つまり、真の明け渡しとは、エゴという誤った観念を知識によって見抜くことに他なりません。
このエゴの解消こそが、クリシュナの言う「ヨーガ」の本質です。
自分自身に関する長年の間違いを解くことは、準備できていない考えには困難です。
しかし、準備が整った知性にとっては、「1+1=2」を理解するように容易なものです。
ですから、表面的な体裁としての明け渡しではなく、正しい見極めによって無知を破壊する考えを整えることのが重要す。
◎知的に生きることで整う考え
考えが穏やかで朗らかであることが、真実を理解するために必要です。
日々の生活におけるドゥッカを解消する手段としてヴェーダーンタにすがるなら、その教えもまた新たな苦痛や重荷になりかねません。
ヴェーダーンタは単なる「気休め」ではなく、自分自身が全体であるという事実を知的な喜びとともに理解する人のためのものだからです。
そのため、直接的な自己知識の門を叩く前に、まずはカルマ・ヨーガやアシュターンガ・ヨーガなどの鍛錬を通じて、外的な状況に左右されない「朗らかな心」を養うことが不可欠であると結論づけられています。
◎自分自身の知識こそが、問題解決の唯一の追求
アディカーリーの条件として挙げられる「4つの資質[sādhana-catuṣṭaya]」を、一点の曇りもなく完璧にマスターしている人は、現実にはまず存在しません。
大切なのは「祈り深い生活(カルマ・ヨーガ)」を通じて考えを整えることです。
自分自身の知識を得ることは、自分に関する誤った観念を「落とす」だけなので本来は容易ですが、準備ができていない考えにとっては難しく感じられます。

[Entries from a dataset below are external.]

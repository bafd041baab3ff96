//! Bounded worker pool for render jobs.
//!
//! One queue serves one phase: the orchestrator starts it, the walker
//! submits into it, and [`JobQueue::drain`] closes it and waits for every
//! job to finish. Draining consumes the queue, so it cannot happen twice and
//! a drained queue cannot accept more work.
//!
//! ```text
//! walker ──submit──► bounded channel ──► worker 0 ─┐
//!   (blocks when          (cap)      ──► worker 1 ─┼─► RunReport (locked)
//!    workers are busy)               ──► worker N ─┘
//! ```

use std::any::Any;
use std::panic::{self, AssertUnwindSafe};
use std::sync::{Arc, Mutex, PoisonError};
use std::thread::{self, JoinHandle};
use std::time::Instant;

use crossbeam_channel::{Receiver, Sender, bounded};
use tracing::{debug, error, trace, warn};

use crate::application::ApplicationError;
use crate::domain::{JobError, JobOutcome, Phase, RenderJob, RunReport};

/// What a worker runs for each job.
pub type JobHandler = Arc<dyn Fn(&RenderJob) -> Result<JobOutcome, JobError> + Send + Sync>;

/// Worker count used when none is configured.
pub fn default_workers() -> usize {
    num_cpus::get().max(1)
}

/// Fixed pool of worker threads fed by a bounded channel.
pub struct JobQueue {
    phase: Phase,
    sender: Option<Sender<RenderJob>>,
    workers: Vec<JoinHandle<()>>,
    report: Arc<Mutex<RunReport>>,
    started: Instant,
}

impl JobQueue {
    /// Spawn `workers` threads (at least one) running `handler`.
    ///
    /// `capacity` is the number of jobs that may wait in the channel; with 0
    /// every submit hands its job directly to an idle worker.
    pub fn start(
        phase: Phase,
        workers: usize,
        capacity: usize,
        handler: JobHandler,
    ) -> Result<Self, ApplicationError> {
        let workers = workers.max(1);
        let (sender, receiver) = bounded::<RenderJob>(capacity);
        let report = Arc::new(Mutex::new(RunReport::default()));

        let mut handles = Vec::with_capacity(workers);
        for id in 0..workers {
            let receiver = receiver.clone();
            let handler = Arc::clone(&handler);
            let report = Arc::clone(&report);

            let handle = thread::Builder::new()
                .name(format!("butler-{}-{}", phase, id))
                .spawn(move || worker_loop(phase, receiver, handler, report))
                .map_err(|e| ApplicationError::WorkerPoolFailed {
                    reason: format!("could not spawn worker {}: {}", id, e),
                })?;
            handles.push(handle);
        }

        debug!(%phase, workers, capacity, "Job queue started");

        Ok(Self {
            phase,
            sender: Some(sender),
            workers: handles,
            report,
            started: Instant::now(),
        })
    }

    pub fn worker_count(&self) -> usize {
        self.workers.len()
    }

    /// Enqueue a job, blocking while the channel is full.
    pub fn submit(&self, job: RenderJob) -> Result<(), ApplicationError> {
        let sender = self
            .sender
            .as_ref()
            .ok_or_else(|| ApplicationError::WorkerPoolFailed {
                reason: "queue already closed".into(),
            })?;

        trace!(path = %job.path().display(), "Submitting job");
        sender
            .send(job)
            .map_err(|e| ApplicationError::WorkerPoolFailed {
                reason: format!("no worker left to take {}", e.into_inner().path().display()),
            })
    }

    /// Close submission, wait for every queued and running job, and return
    /// what they did.
    pub fn drain(mut self) -> RunReport {
        self.shutdown();

        let mut report = match Arc::try_unwrap(std::mem::take(&mut self.report)) {
            Ok(mutex) => mutex.into_inner().unwrap_or_else(PoisonError::into_inner),
            Err(shared) => shared
                .lock()
                .unwrap_or_else(PoisonError::into_inner)
                .clone(),
        };
        report.elapsed = self.started.elapsed();

        debug!(
            phase = %self.phase,
            succeeded = report.succeeded,
            failed = report.failed(),
            "Job queue drained"
        );
        report
    }

    fn shutdown(&mut self) {
        // Dropping the last sender ends every worker's receive loop.
        self.sender.take();

        for handle in self.workers.drain(..) {
            if handle.join().is_err() {
                warn!(phase = %self.phase, "Worker thread exited abnormally");
            }
        }
    }
}

impl Drop for JobQueue {
    fn drop(&mut self) {
        self.shutdown();
    }
}

fn worker_loop(
    phase: Phase,
    receiver: Receiver<RenderJob>,
    handler: JobHandler,
    report: Arc<Mutex<RunReport>>,
) {
    for job in receiver.iter() {
        let result = panic::catch_unwind(AssertUnwindSafe(|| handler(&job)))
            .unwrap_or_else(|payload| {
                Err(JobError::Internal {
                    message: panic_message(payload.as_ref()),
                })
            });

        let mut report = report.lock().unwrap_or_else(PoisonError::into_inner);
        match result {
            Ok(outcome) => {
                debug!(%phase, path = %job.path().display(), ?outcome, "Job finished");
                report.record(&outcome);
            }
            Err(err) => {
                error!(%phase, path = %job.path().display(), error = %err, "Job failed");
                report.record_failure(job.path(), phase, err);
            }
        }
    }
}

fn panic_message(payload: &(dyn Any + Send)) -> String {
    if let Some(s) = payload.downcast_ref::<&str>() {
        (*s).to_string()
    } else if let Some(s) = payload.downcast_ref::<String>() {
        s.clone()
    } else {
        "job panicked".to_string()
    }
}
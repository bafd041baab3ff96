//! Template catalog entries.
//!
//! A template is just a named location; what lives there is opaque until a
//! [`TemplateSource`](crate::application::ports::TemplateSource) materializes
//! it into the destination directory.

use serde::{Deserialize, Serialize};

/// One configured template.
#[derive(Debug, Clone, PartialEq, Eq, Serialize, Deserialize)]
pub struct TemplateEntry {
    /// Name used on the command line (`--template <name>`).
    pub name: String,
    /// Where the template lives: a local path or a `file://` URL.
    pub url: String,
    #[serde(default)]
    pub description: String,
}

impl TemplateEntry {
    pub fn new(name: impl Into<String>, url: impl Into<String>) -> Self {
        Self {
            name: name.into(),
            url: url.into(),
            description: String::new(),
        }
    }

    pub fn with_description(mut self, description: impl Into<String>) -> Self {
        self.description = description.into();
        self
    }
}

しかし、自分自身の問題を解決するこれ以上に価値のある追求はありません。
落胆しない、いらいらしない、飽きのない[anirviṇṇa]考えで[cetasā]、明確な識別力[viveka]を持ち、何が真実で、何が真実でないのかを理解することで[niścayena]この知識を探究します。
実際、根本的な矛盾に陥ったまま一生を終えるのが人間の普通の在り方[saṃsāra]です。
しかし、人はその悲しみによる自己認識からの解放を求めています[duḥkha-saṃyoga-viyoga]。
バガヴァーンは、ヴィヨーガの意味で、「ヨーガ」という言葉をこの詩で使いました。